== STUDY MATERIAL

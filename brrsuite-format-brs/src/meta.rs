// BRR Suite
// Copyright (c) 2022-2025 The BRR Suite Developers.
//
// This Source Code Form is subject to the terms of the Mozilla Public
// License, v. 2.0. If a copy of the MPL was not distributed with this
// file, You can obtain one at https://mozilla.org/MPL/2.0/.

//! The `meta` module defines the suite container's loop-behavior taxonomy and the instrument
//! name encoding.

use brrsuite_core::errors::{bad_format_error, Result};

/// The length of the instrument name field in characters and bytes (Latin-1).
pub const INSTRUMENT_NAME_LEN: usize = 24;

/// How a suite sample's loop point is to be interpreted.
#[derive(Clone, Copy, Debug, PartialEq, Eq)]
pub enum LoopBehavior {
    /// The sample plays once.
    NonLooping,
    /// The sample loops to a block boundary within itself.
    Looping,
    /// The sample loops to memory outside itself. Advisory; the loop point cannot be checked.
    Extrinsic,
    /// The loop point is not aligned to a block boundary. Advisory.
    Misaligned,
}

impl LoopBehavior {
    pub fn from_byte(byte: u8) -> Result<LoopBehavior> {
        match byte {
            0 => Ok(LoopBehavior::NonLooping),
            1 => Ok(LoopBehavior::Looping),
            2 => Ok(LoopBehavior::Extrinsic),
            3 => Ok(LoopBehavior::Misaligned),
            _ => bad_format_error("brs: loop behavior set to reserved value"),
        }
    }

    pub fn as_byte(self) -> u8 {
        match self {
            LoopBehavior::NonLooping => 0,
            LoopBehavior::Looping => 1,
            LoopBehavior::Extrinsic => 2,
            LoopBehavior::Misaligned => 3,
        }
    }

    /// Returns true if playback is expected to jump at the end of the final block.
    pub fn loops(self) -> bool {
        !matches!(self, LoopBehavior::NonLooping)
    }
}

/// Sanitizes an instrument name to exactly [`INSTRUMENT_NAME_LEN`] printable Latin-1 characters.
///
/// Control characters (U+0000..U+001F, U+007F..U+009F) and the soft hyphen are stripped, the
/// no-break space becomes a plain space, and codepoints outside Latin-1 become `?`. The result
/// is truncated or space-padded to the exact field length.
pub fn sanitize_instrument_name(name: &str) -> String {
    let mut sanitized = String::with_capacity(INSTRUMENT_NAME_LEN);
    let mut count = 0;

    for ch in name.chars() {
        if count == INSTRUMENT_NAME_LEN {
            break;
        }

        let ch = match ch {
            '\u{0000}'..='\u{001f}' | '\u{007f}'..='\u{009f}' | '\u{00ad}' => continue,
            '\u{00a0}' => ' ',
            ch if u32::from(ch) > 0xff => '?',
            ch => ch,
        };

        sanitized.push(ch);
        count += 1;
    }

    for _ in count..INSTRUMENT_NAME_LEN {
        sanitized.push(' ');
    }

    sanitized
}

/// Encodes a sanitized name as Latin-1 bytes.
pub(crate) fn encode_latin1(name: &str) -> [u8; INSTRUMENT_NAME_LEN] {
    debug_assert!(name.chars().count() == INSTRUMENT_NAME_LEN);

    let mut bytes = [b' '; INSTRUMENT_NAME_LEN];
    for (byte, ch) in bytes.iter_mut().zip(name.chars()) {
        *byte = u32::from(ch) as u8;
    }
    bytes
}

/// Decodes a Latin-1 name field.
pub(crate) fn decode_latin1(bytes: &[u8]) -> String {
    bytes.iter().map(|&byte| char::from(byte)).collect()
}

====

Please be sure to repeat every entry exactly.

filename brrsuite-format-brs/src/meta.rs
// BRR Suite
// Copyright (c) 2022-2025 The BRR Suite Developers.
//
// This Source Code Form is subject to the terms of the Mozilla Public
// License, v. 2.0. If a copy of the MPL was not distributed with this
// file, You can obtain one at https://mozilla.org/MPL/2.0/.

//! The `meta` module defines the suite container's loop-behavior taxonomy and the instrument
//! name encoding.

use brrsuite_core::errors::{bad_format_error, Result};

/// The length of the instrument name field in characters and bytes (Latin-1).
pub const INSTRUMENT_NAME_LEN: usize = 24;

/// How a suite sample's loop point is to be interpreted.
#[derive(Clone, Copy, Debug, PartialEq, Eq)]
pub enum LoopBehavior {
    /// The sample plays once.
    NonLooping,
    /// The sample loops to a block boundary within itself.
    Looping,
    /// The sample loops to memory outside itself. Advisory; the loop point cannot be checked.
    Extrinsic,
    /// The loop point is not aligned to a block boundary. Advisory.
    Misaligned,
}

impl LoopBehavior {
    pub fn from_byte(byte: u8) -> Result<LoopBehavior> {
        match byte {
            0 => Ok(LoopBehavior::NonLooping),
            1 => Ok(LoopBehavior::Looping),
            2 => Ok(LoopBehavior::Extrinsic),
            3 => Ok(LoopBehavior::Misaligned),
            _ => bad_format_error("brs: loop behavior set to reserved value"),
        }
    }

    pub fn as_byte(self) -> u8 {
        match self {
            LoopBehavior::NonLooping => 0,
            LoopBehavior::Looping => 1,
            LoopBehavior::Extrinsic => 2,
            LoopBehavior::Misaligned => 3,
        }
    }

    /// Returns true if playback is expected to jump at the end of the final block.
    pub fn loops(self) -> bool {
        !matches!(self, LoopBehavior::NonLooping)
    }
}

/// Sanitizes an instrument name to exactly [`INSTRUMENT_NAME_LEN`] printable Latin-1 characters.
///
/// Control characters (U+0000..U+001F, U+007F..U+009F) and the soft hyphen are stripped, the
/// no-break space becomes a plain space, and codepoints outside Latin-1 become `?`. The result
/// is truncated or space-padded to the exact field length.
pub fn sanitize_instrument_name(name: &str) -> String {
    let mut sanitized = String::with_capacity(INSTRUMENT_NAME_LEN);
    let mut count = 0;

    for ch in name.chars() {
        if count == INSTRUMENT_NAME_LEN {
            break;
        }

        let ch = match ch {
            '\u{0000}'..='\u{001f}' | '\u{007f}'..='\u{009f}' | '\u{00ad}' => continue,
            '\u{00a0}' => ' ',
            ch if u32::from(ch) > 0xff => '?',
            ch => ch,
        };

        sanitized.push(ch);
        count += 1;
    }

    for _ in count..INSTRUMENT_NAME_LEN {
        sanitized.push(' ');
    }

    sanitized
}

/// Encodes a sanitized name as Latin-1 bytes.
pub(crate) fn encode_latin1(name: &str) -> [u8; INSTRUMENT_NAME_LEN] {
    debug_assert!(name.chars().count() == INSTRUMENT_NAME_LEN);

    let mut bytes = [b' '; INSTRUMENT_NAME_LEN];
    for (byte, ch) in bytes.iter_mut().zip(name.chars()) {
        *byte = u32::from(ch) as u8;
    }
    bytes
}

/// Decodes a Latin-1 name field.
pub(crate) fn decode_latin1(bytes: &[u8]) -> String {
    bytes.iter().map(|&byte| char::from(byte)).collect()
}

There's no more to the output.